See datasheet: http://www.fairchildsemi.com/ds/FC/FCA35N60.pdf

Remember that the FCA35N60 has a typical RdsOn of 0.079 ohms which will drop 2.8 volts at 35 amps. That's about 100 watts. The thermal resistance is 0.4 C/W junction to case and 0.25 C/W case to heat sink. So if you can find a heatsink with 0.35 C/W you will have a 100C teperature rise above ambient, and maximum junction temperature is 100C, at which the maximum current is 22 amps. At 100C, the RdsOn is almost doubled, so figure on 0.15 ohms. At 22 amps, that is 3.3 volts drop and 73 watts. So with 20 of these devices you might just barely get 440 amps continuous. 

If you look at the safe operating area, at 100V the DC limit is only 3 amps, and even for 10 mSec pulses it is only 15 amps, and 22A for 1 mSec. You should always use a working voltage no more than about 1/2 the absolute maximum rating (600V), so you should have a battery bank of no more than 300V. At that voltage the SOA is further reduced to 10A at 1 mSec (1 kHz). So the maximum power you will be able to control will be 100V at 440A or 44 kW, with resistive losses of about 1400 watts, for an efficiency of 97%. But you will need to add switching losses as well, and I would expect no better than 90-93%. 
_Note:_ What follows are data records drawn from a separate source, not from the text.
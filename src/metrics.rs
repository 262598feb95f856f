//! Run statistics for the status report
//!
//! Tracks fetch latency percentiles and fetch/post outcome counters. The loop
//! is single-threaded, so this is plain owned state rather than shared locks.

use std::collections::VecDeque;
use std::time::Duration;

/// Maximum number of fetch samples to keep for percentiles
const MAX_SAMPLES: usize = 100;

/// Snapshot of the counters
#[derive(Debug, Clone, PartialEq)]
pub struct StatsSnapshot {
    /// 50th percentile fetch latency in milliseconds
    pub fetch_p50_ms: f64,
    /// 99th percentile fetch latency in milliseconds
    pub fetch_p99_ms: f64,
    /// Fetch success rate (0.0 to 1.0)
    pub fetch_success_rate: f64,
    pub fetches: u64,
    pub failed_fetches: u64,
    pub posts: u64,
    pub failed_posts: u64,
    pub render_failures: u64,
}

#[derive(Debug, Clone)]
struct LatencySample {
    duration_ms: f64,
    success: bool,
}

/// Collects counters over the life of the process
#[derive(Debug, Default)]
pub struct RunStats {
    samples: VecDeque<LatencySample>,
    fetches: u64,
    failed_fetches: u64,
    posts: u64,
    failed_posts: u64,
    render_failures: u64,
}

impl RunStats {
    pub fn new() -> Self {
        Self::default()
    }

    /// Records one fetch with its duration and outcome
    pub fn record_fetch(&mut self, duration: Duration, success: bool) {
        self.fetches += 1;
        if !success {
            self.failed_fetches += 1;
        }

        if self.samples.len() >= MAX_SAMPLES {
            self.samples.pop_front();
        }
        self.samples.push_back(LatencySample {
            duration_ms: duration.as_secs_f64() * 1000.0,
            success,
        });
    }

    pub fn record_post(&mut self, success: bool) {
        if success {
            self.posts += 1;
        } else {
            self.failed_posts += 1;
        }
    }

    pub fn record_render_failure(&mut self) {
        self.render_failures += 1;
    }

    pub fn snapshot(&self) -> StatsSnapshot {
        // Only successful fetches count towards latency
        let mut latencies: Vec<f64> = self
            .samples
            .iter()
            .filter(|s| s.success)
            .map(|s| s.duration_ms)
            .collect();
        latencies.sort_by(|a, b| a.partial_cmp(b).unwrap_or(std::cmp::Ordering::Equal));

        let fetch_success_rate = if self.fetches > 0 {
            (self.fetches - self.failed_fetches) as f64 / self.fetches as f64
        } else {
            1.0
        };

        StatsSnapshot {
            fetch_p50_ms: percentile(&latencies, 50.0),
            fetch_p99_ms: percentile(&latencies, 99.0),
            fetch_success_rate,
            fetches: self.fetches,
            failed_fetches: self.failed_fetches,
            posts: self.posts,
            failed_posts: self.failed_posts,
            render_failures: self.render_failures,
        }
    }
}

/// Calculate percentile from sorted values
fn percentile(sorted_values: &[f64], p: f64) -> f64 {
    if sorted_values.is_empty() {
        return 0.0;
    }

    let idx = (p / 100.0 * (sorted_values.len() - 1) as f64).round() as usize;
    sorted_values[idx.min(sorted_values.len() - 1)]
}
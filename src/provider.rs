//! Provider abstraction for fetching prices from external APIs

use crate::{config::SymbolConfig, error::ProviderError, types::PriceQuote};
use async_trait::async_trait;
use std::collections::HashMap;

/// Quotes keyed by display symbol
pub type QuoteMap = HashMap<String, PriceQuote>;

/// Trait for price providers
///
/// Implementations normalize their own response shape into [`PriceQuote`]s
/// keyed by the configured display symbol.
#[async_trait]
pub trait PriceProvider: Send + Sync {
    /// Fetches quotes for every symbol in a single pass
    ///
    /// # Arguments
    /// * `symbols` - The symbols to fetch, with their provider lookup keys
    ///
    /// # Returns
    /// Quotes for the symbols the provider could resolve. Symbols it could
    /// not resolve are simply absent; an error means nothing usable came back.
    async fn fetch_quotes(&self, symbols: &[SymbolConfig]) -> Result<QuoteMap, ProviderError>;

    /// Returns the name of this provider
    fn provider_name(&self) -> &'static str;
}

/// Names of the requested symbols missing from `quotes`
pub fn missing_symbols(symbols: &[SymbolConfig], quotes: &QuoteMap) -> Vec<String> {
    symbols
        .iter()
        .filter(|s| !quotes.contains_key(&s.symbol))
        .map(|s| s.symbol.clone())
        .collect()
}

#[cfg(test)]
pub mod mock {
    use super::*;
    use rust_decimal::Decimal;
    use std::sync::{Arc, Mutex};

    /// Mock provider for testing
    #[derive(Clone)]
    pub struct MockProvider {
        name: &'static str,
        quotes: Arc<Mutex<QuoteMap>>,
        failing: Arc<Mutex<bool>>,
        call_count: Arc<Mutex<usize>>,
    }

    impl MockProvider {
        pub fn new(name: &'static str) -> Self {
            Self {
                name,
                quotes: Arc::new(Mutex::new(HashMap::new())),
                failing: Arc::new(Mutex::new(false)),
                call_count: Arc::new(Mutex::new(0)),
            }
        }

        pub fn set_price(&self, symbol: &str, price: Decimal, change_24h: Option<Decimal>) {
            let quote = PriceQuote::with_change(symbol, price, change_24h, self.name);
            self.quotes.lock().unwrap().insert(symbol.to_string(), quote);
        }

        pub fn set_failing(&self, failing: bool) {
            *self.failing.lock().unwrap() = failing;
        }

        pub fn call_count(&self) -> usize {
            *self.call_count.lock().unwrap()
        }
    }

    #[async_trait]
    impl PriceProvider for MockProvider {
        async fn fetch_quotes(
            &self,
            symbols: &[SymbolConfig],
        ) -> Result<QuoteMap, ProviderError> {
            *self.call_count.lock().unwrap() += 1;
            if *self.failing.lock().unwrap() {
                return Err(ProviderError::ApiError("HTTP 503".to_string()));
            }

            let quotes = self.quotes.lock().unwrap();
            let result: QuoteMap = symbols
                .iter()
                .filter_map(|s| quotes.get(&s.symbol).map(|q| (s.symbol.clone(), q.clone())))
                .collect();

            if result.is_empty() {
                Err(ProviderError::InvalidResponse(
                    "No prices available".to_string(),
                ))
            } else {
                Ok(result)
            }
        }

        fn provider_name(&self) -> &'static str {
            self.name
        }
    }
}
There is also the issue of synchronizing 20 parallel MOSFETs and designing the PCB or wired connections so that the current is shared equally. Fortunately MOSFETs are not subject to current hogging as exhibited by IGBTs. But as you can see these MOSFETs drop as much as 3 volts or more, which may be more than large IGBTs. Much depends on the specific voltages and currents involved, but large single IGBTs are easier to wire and replace if necessary, and may be more cost effective, especially if you can find used/surplus units on eBay. 

For instance:
http://www.ebay.com/itm/PRX-IGBT-CM...220?pt=LH_DefaultDomain_0&hash=item2ebbacc74c
This is a dual 300A 1200V module which can be used as the commutating diode across the motor, and is only about $50, which is about what you would pay for the 20 MOSFETs.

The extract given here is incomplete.